After he received an email from a pro-life doctor, Obama recalls how he softened his website's harsh rhetoric on abortion, writing: "[T]hat night, before I went to bed, I said a prayer of my own--that I might extend the same presumption of good faith to others that the doctor had extended to me."

In short, Obama's own approach is insistently charitable. He assumes decency and good faith on the part of those who disagree with him. And he wants to hear what they have to say. Both in substance and in tone, Obama questions the conventional political distinctions between "the left" and "the right" He has attracted significant support from Republicans and independents, and it is largely for this reason.

From knowing Obama for many years, I have no doubts about his ability to lead. He knows a great deal, and he is a quick learner. Even better, he knows what he does not know, and there is no question that he would assemble an accomplished, experienced team of advisers. His brilliant administration of his own campaign provides helpful evidence here.

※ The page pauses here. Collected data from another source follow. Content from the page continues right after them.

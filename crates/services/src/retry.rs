//! Retry with a fixed backoff schedule for calls to the remote store.

use std::fmt::Display;
use std::future::Future;
use std::time::Duration;

use storage::StorageError;

/// Errors that know whether a retry could help.
pub trait Retryable {
    fn is_retryable(&self) -> bool;
}

impl Retryable for StorageError {
    fn is_retryable(&self) -> bool {
        self.is_transient()
    }
}

/// Fixed backoff: the first attempt is immediate, then one attempt after each delay.
#[derive(Debug, Clone, PartialEq, Eq)]
pub struct RetryPolicy {
    backoff: Vec<Duration>,
}

impl Default for RetryPolicy {
    /// Five attempts, waiting 0.5s, 1s, 2s and 4s between them.
    fn default() -> Self {
        Self::from_millis(&[500, 1_000, 2_000, 4_000])
    }
}

impl RetryPolicy {
    #[must_use]
    pub fn new(backoff: Vec<Duration>) -> Self {
        Self { backoff }
    }

    #[must_use]
    pub fn from_millis(backoff_ms: &[u64]) -> Self {
        Self::new(backoff_ms.iter().copied().map(Duration::from_millis).collect())
    }

    /// Single attempt, failures surface immediately.
    #[must_use]
    pub fn no_retry() -> Self {
        Self::new(Vec::new())
    }

    /// `retries` extra attempts without waiting; for tests.
    #[must_use]
    pub fn immediate(retries: usize) -> Self {
        Self::new(vec![Duration::ZERO; retries])
    }

    #[must_use]
    pub fn max_attempts(&self) -> usize {
        self.backoff.len() + 1
    }

    #[must_use]
    pub fn backoff(&self) -> &[Duration] {
        &self.backoff
    }

    /// Run `call` until it succeeds, fails with a non-retryable error, or the
    /// schedule is exhausted. The last error is returned unchanged.
    ///
    /// # Errors
    ///
    /// Returns the error of the final attempt.
    pub async fn run<T, E, F, Fut>(&self, operation: &'static str, mut call: F) -> Result<T, E>
    where
        F: FnMut() -> Fut,
        Fut: Future<Output = Result<T, E>>,
        E: Retryable + Display,
    {
        let mut attempt = 0_usize;
        loop {
            let err = match call().await {
                Ok(value) => return Ok(value),
                Err(err) => err,
            };

            let delay = self.backoff.get(attempt).copied();
            let Some(delay) = delay.filter(|_| err.is_retryable()) else {
                if attempt > 0 || err.is_retryable() {
                    tracing::warn!(operation, attempts = attempt + 1, error = %err, "giving up");
                }
                return Err(err);
            };

            attempt += 1;
            tracing::warn!(
                operation,
                attempt,
                delay_ms = u64::try_from(delay.as_millis()).unwrap_or(u64::MAX),
                error = %err,
                "transient failure, retrying"
            );
            if !delay.is_zero() {
                tokio::time::sleep(delay).await;
            }
        }
    }
}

But there may be some fragility to the public fervor that has occasionally envelops him. Crowds and cults can be fickle, and if some of his decisions disappoint, or turn out badly, his support will diminish. Some people think it might even collapse.

My own concern involves the importance of internal debate. The greatest American presidents (above all Lincoln and Roosevelt) benefited from robust dialogue and from advisers who avoided saying, "how wonderful you are," and were willing to say: "Mr President, your thinking about this is all wrong." Because Obama himself is exceptionally able, and because so many people are treating him as a near-messiah, his advisers might be too deferential, too unwilling to question. There is a real risk here. But I believe that his humility, and his intense desire to seek out dissenting views, will prove crucial safeguards.

In the 2000 campaign, Bush proclaimed himself a "uniter, not a divider," only to turn out to be the most divisive President in memory. Because of his own certainty, and his lack of curiosity about what others might think, Bush polarized the nation. Many of his most ambitious plans went nowhere as a result.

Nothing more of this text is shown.